//! Query dispatch for one polling cycle
//!
//! Provides:
//! - QueryMode: the closed set of row-to-event strategies
//! - QueryDescriptor: query text paired with its mode
//! - Dispatcher: runs every query of a cycle in order and publishes events
//! - Per-query outcomes, cycle reports and cumulative statistics
//!
//! Each query is an independent unit of failure: a query that cannot be
//! executed, or whose cursor fails mid-stream, loses its events for this
//! cycle while the remaining queries still run.

use std::fmt;
use std::str::FromStr;
use std::sync::atomic::{AtomicU64, Ordering};
use std::sync::Arc;

use serde::{Deserialize, Serialize};
use tokio_util::sync::CancellationToken;
use tracing::{debug, info, warn};

use crate::assembler::{RowAssembler, RowContext};
use crate::clock::{Clock, SystemClock};
use crate::delta::DeltaTracker;
use crate::error::{Error, Result};
use crate::publisher::Publisher;
use crate::source::RowSource;
use crate::types::Event;

/// Default event kind tag
pub const DEFAULT_EVENT_KIND: &str = "sqlbeat";

/// How a query's result is turned into events
#[derive(Debug, Clone, Copy, PartialEq, Eq, Hash, Serialize, Deserialize)]
pub enum QueryMode {
    /// First row only; every column is a field
    #[serde(rename = "single-row")]
    SingleRow,
    /// Every row is a (name, value) pair of one shared event
    #[serde(rename = "two-columns")]
    TwoColumns,
    /// Every row is its own event
    #[serde(rename = "multiple-rows")]
    MultipleRows,
    /// First row only; one configured column as an integer
    #[serde(rename = "show-slave-delay", alias = "scalar")]
    ScalarExtract,
}

impl QueryMode {
    /// Configuration name of the mode
    pub const fn as_str(self) -> &'static str {
        match self {
            Self::SingleRow => "single-row",
            Self::TwoColumns => "two-columns",
            Self::MultipleRows => "multiple-rows",
            Self::ScalarExtract => "show-slave-delay",
        }
    }

    /// Whether the whole result set is consumed (otherwise only the first row)
    #[inline]
    pub const fn consumes_all_rows(self) -> bool {
        matches!(self, Self::TwoColumns | Self::MultipleRows)
    }

    /// Whether delta-marked columns are converted to rates
    #[inline]
    pub const fn tracks_deltas(self) -> bool {
        matches!(self, Self::SingleRow | Self::TwoColumns)
    }

    /// Whether each row is published on its own
    #[inline]
    pub const fn emits_per_row(self) -> bool {
        matches!(self, Self::MultipleRows)
    }
}

impl fmt::Display for QueryMode {
    fn fmt(&self, f: &mut fmt::Formatter<'_>) -> fmt::Result {
        f.write_str(self.as_str())
    }
}

impl FromStr for QueryMode {
    type Err = Error;

    fn from_str(s: &str) -> Result<Self> {
        match s.trim() {
            "single-row" => Ok(Self::SingleRow),
            "two-columns" => Ok(Self::TwoColumns),
            "multiple-rows" => Ok(Self::MultipleRows),
            "show-slave-delay" | "scalar" => Ok(Self::ScalarExtract),
            other => Err(Error::config(format!(
                "unknown query type '{}' (expected single-row, two-columns, multiple-rows or show-slave-delay)",
                other
            ))),
        }
    }
}

/// A configured query
#[derive(Debug, Clone, PartialEq, Eq)]
pub struct QueryDescriptor {
    /// SQL text, executed verbatim
    pub text: String,
    /// Assembly strategy
    pub mode: QueryMode,
}

impl QueryDescriptor {
    /// Create a descriptor
    pub fn new(text: impl Into<String>, mode: QueryMode) -> Self {
        Self {
            text: text.into(),
            mode,
        }
    }

    /// Pair query texts with modes by position
    ///
    /// Both lists must have the same, non-zero length.
    pub fn pair(queries: &[String], modes: &[QueryMode]) -> Result<Vec<Self>> {
        if queries.is_empty() {
            return Err(Error::config("there are no queries to execute"));
        }
        if queries.len() != modes.len() {
            return Err(Error::config(format!(
                "queries has {} entries but query_types has {} (each query needs a type at the same index)",
                queries.len(),
                modes.len()
            )));
        }
        Ok(queries
            .iter()
            .zip(modes)
            .map(|(text, mode)| Self::new(text.clone(), *mode))
            .collect())
    }
}

/// Lifecycle of one query within a cycle
#[derive(Debug, Clone, Copy, PartialEq, Eq)]
pub enum QueryState {
    /// Not yet executed
    Start,
    /// Executed, cursor open
    RowsOpen,
    /// Reading rows
    Consuming,
    /// Finished normally
    Closed,
    /// Execution or cursor failure
    Failed,
}

/// What happened to one query during a cycle
#[derive(Debug)]
pub struct QueryOutcome {
    /// Position in the configured list
    pub index: usize,
    /// Mode the query ran in
    pub mode: QueryMode,
    /// Final state
    pub state: QueryState,
    /// Rows read from the cursor
    pub rows: usize,
    /// Events handed to the publisher successfully
    pub events: usize,
    /// Events the publisher rejected
    pub publish_failures: usize,
    /// Execution or cursor error, if the query failed
    pub error: Option<Error>,
    /// Last publish error, if any
    pub publish_error: Option<Error>,
}

impl QueryOutcome {
    fn new(index: usize, mode: QueryMode) -> Self {
        Self {
            index,
            mode,
            state: QueryState::Start,
            rows: 0,
            events: 0,
            publish_failures: 0,
            error: None,
            publish_error: None,
        }
    }

    fn fail(&mut self, error: Error) {
        self.state = QueryState::Failed;
        self.error = Some(error);
    }

    /// Whether the query failed to execute or stream
    pub fn is_failed(&self) -> bool {
        self.state == QueryState::Failed
    }
}

/// Result of one polling cycle
#[derive(Debug, Default)]
pub struct CycleReport {
    /// One outcome per query that was started, in order
    pub outcomes: Vec<QueryOutcome>,
    /// Whether shutdown stopped the cycle before every query ran
    pub interrupted: bool,
}

impl CycleReport {
    /// Queries that failed to execute or stream
    pub fn failed_queries(&self) -> usize {
        self.outcomes.iter().filter(|o| o.is_failed()).count()
    }

    /// Events published successfully
    pub fn events_published(&self) -> usize {
        self.outcomes.iter().map(|o| o.events).sum()
    }

    /// Events the publisher rejected
    pub fn publish_failures(&self) -> usize {
        self.outcomes.iter().map(|o| o.publish_failures).sum()
    }

    /// Whether every query ran and every event was published
    pub fn is_clean(&self) -> bool {
        !self.interrupted && self.failed_queries() == 0 && self.publish_failures() == 0
    }
}

/// Dispatcher statistics
#[derive(Debug, Clone, Default, PartialEq)]
pub struct DispatcherStats {
    /// Cycles run
    pub cycles: u64,
    /// Rows read across all queries
    pub rows_read: u64,
    /// Events published successfully
    pub events_published: u64,
    /// Queries that failed to execute or stream
    pub query_failures: u64,
    /// Events the publisher rejected
    pub publish_failures: u64,
}

/// Atomic dispatcher statistics
#[derive(Debug, Default)]
#[allow(missing_docs)]
pub struct AtomicDispatcherStats {
    pub cycles: AtomicU64,
    pub rows_read: AtomicU64,
    pub events_published: AtomicU64,
    pub query_failures: AtomicU64,
    pub publish_failures: AtomicU64,
}

impl AtomicDispatcherStats {
    /// Record a finished cycle
    pub fn record_cycle(&self, report: &CycleReport) {
        let rows: usize = report.outcomes.iter().map(|o| o.rows).sum();
        self.cycles.fetch_add(1, Ordering::Relaxed);
        self.rows_read.fetch_add(rows as u64, Ordering::Relaxed);
        self.events_published
            .fetch_add(report.events_published() as u64, Ordering::Relaxed);
        self.query_failures
            .fetch_add(report.failed_queries() as u64, Ordering::Relaxed);
        self.publish_failures
            .fetch_add(report.publish_failures() as u64, Ordering::Relaxed);
    }

    /// Get a snapshot
    pub fn snapshot(&self) -> DispatcherStats {
        DispatcherStats {
            cycles: self.cycles.load(Ordering::Relaxed),
            rows_read: self.rows_read.load(Ordering::Relaxed),
            events_published: self.events_published.load(Ordering::Relaxed),
            query_failures: self.query_failures.load(Ordering::Relaxed),
            publish_failures: self.publish_failures.load(Ordering::Relaxed),
        }
    }
}

/// Runs the configured queries and publishes their events
///
/// Owns the delta registry, so baselines persist across cycles for as long
/// as the dispatcher lives. `run_cycle` takes `&mut self`: cycles cannot
/// overlap.
pub struct Dispatcher {
    queries: Vec<QueryDescriptor>,
    assembler: RowAssembler,
    tracker: DeltaTracker,
    clock: Arc<dyn Clock>,
    event_kind: String,
    stats: AtomicDispatcherStats,
}

impl Dispatcher {
    /// Create a dispatcher using the system clock
    pub fn new(queries: Vec<QueryDescriptor>, assembler: RowAssembler) -> Self {
        Self {
            queries,
            assembler,
            tracker: DeltaTracker::new(),
            clock: Arc::new(SystemClock),
            event_kind: DEFAULT_EVENT_KIND.to_string(),
            stats: AtomicDispatcherStats::default(),
        }
    }

    /// Use a different clock
    pub fn with_clock(mut self, clock: Arc<dyn Clock>) -> Self {
        self.clock = clock;
        self
    }

    /// Set the kind tag of emitted events
    pub fn with_event_kind(mut self, kind: impl Into<String>) -> Self {
        self.event_kind = kind.into();
        self
    }

    /// Configured queries
    pub fn queries(&self) -> &[QueryDescriptor] {
        &self.queries
    }

    /// Delta registry
    pub fn tracker(&self) -> &DeltaTracker {
        &self.tracker
    }

    /// Forget every delta baseline
    pub fn reset_deltas(&mut self) {
        self.tracker.reset();
    }

    /// Get statistics
    pub fn stats(&self) -> DispatcherStats {
        self.stats.snapshot()
    }

    /// Run every query once, in order
    ///
    /// `shutdown` is checked between queries only, so a query is never cut
    /// off halfway through its rows.
    pub async fn run_cycle(
        &mut self,
        source: &dyn RowSource,
        publisher: &dyn Publisher,
        shutdown: &CancellationToken,
    ) -> CycleReport {
        let mut report = CycleReport::default();
        let ctx = CycleContext {
            assembler: &self.assembler,
            clock: self.clock.as_ref(),
            kind: &self.event_kind,
            source,
            publisher,
        };

        for (index, query) in self.queries.iter().enumerate() {
            if shutdown.is_cancelled() {
                info!(query = index, "shutdown requested, stopping cycle");
                report.interrupted = true;
                break;
            }
            let outcome = run_query(&ctx, &mut self.tracker, index, query).await;
            report.outcomes.push(outcome);
        }

        self.stats.record_cycle(&report);
        report
    }
}

/// Borrowed collaborators shared by every query of a cycle
struct CycleContext<'a> {
    assembler: &'a RowAssembler,
    clock: &'a dyn Clock,
    kind: &'a str,
    source: &'a dyn RowSource,
    publisher: &'a dyn Publisher,
}

async fn run_query(
    ctx: &CycleContext<'_>,
    tracker: &mut DeltaTracker,
    index: usize,
    query: &QueryDescriptor,
) -> QueryOutcome {
    let mut outcome = QueryOutcome::new(index, query.mode);

    let opened = if query.mode.consumes_all_rows() {
        ctx.source.query(&query.text).await
    } else {
        ctx.source.query_first(&query.text).await
    };
    let mut cursor = match opened {
        Ok(cursor) => cursor,
        Err(e) => {
            warn!(query = index, mode = %query.mode, error = %e, "query failed, skipping");
            outcome.fail(e);
            return outcome;
        }
    };
    outcome.state = QueryState::RowsOpen;

    let columns = cursor.columns().to_vec();
    let observed_at = ctx.clock.now();
    let mut event = Event::new(ctx.kind, observed_at);
    let mut row_ctx = RowContext {
        tracker,
        observed_at,
        query_index: index,
    };

    outcome.state = QueryState::Consuming;
    loop {
        let row = match cursor.next_row().await {
            Ok(Some(row)) => row,
            Ok(None) => break,
            Err(e) => {
                warn!(query = index, mode = %query.mode, error = %e, "cursor failed mid-stream, events dropped");
                outcome.fail(e);
                return outcome;
            }
        };
        outcome.rows += 1;

        if query.mode.emits_per_row() {
            row_ctx.observed_at = ctx.clock.now();
            let mut row_event = Event::new(ctx.kind, row_ctx.observed_at);
            ctx.assembler
                .assemble(query.mode, &columns, &row, &mut row_event, &mut row_ctx);
            emit(ctx.publisher, row_event, &mut outcome).await;
        } else {
            ctx.assembler
                .assemble(query.mode, &columns, &row, &mut event, &mut row_ctx);
        }

        if !query.mode.consumes_all_rows() {
            break;
        }
    }

    if !query.mode.emits_per_row() {
        emit(ctx.publisher, event, &mut outcome).await;
    }

    debug!(
        query = index,
        mode = %query.mode,
        rows = outcome.rows,
        events = outcome.events,
        "query complete"
    );
    outcome.state = QueryState::Closed;
    outcome
}

async fn emit(publisher: &dyn Publisher, event: Event, outcome: &mut QueryOutcome) {
    if !event.is_publishable() {
        debug!(query = outcome.index, "event has no data fields, not published");
        return;
    }
    match publisher.publish(event).await {
        Ok(()) => outcome.events += 1,
        Err(e) => {
            warn!(query = outcome.index, error = %e, "failed to publish event");
            outcome.publish_failures += 1;
            outcome.publish_error = Some(e);
        }
    }
}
____
_Task goal_.
Find each line in the data above with the word "across", then copy it.

_Written response_.
    /// Rows read across all queries
/// Owns the delta registry, so baselines persist across cycles for as long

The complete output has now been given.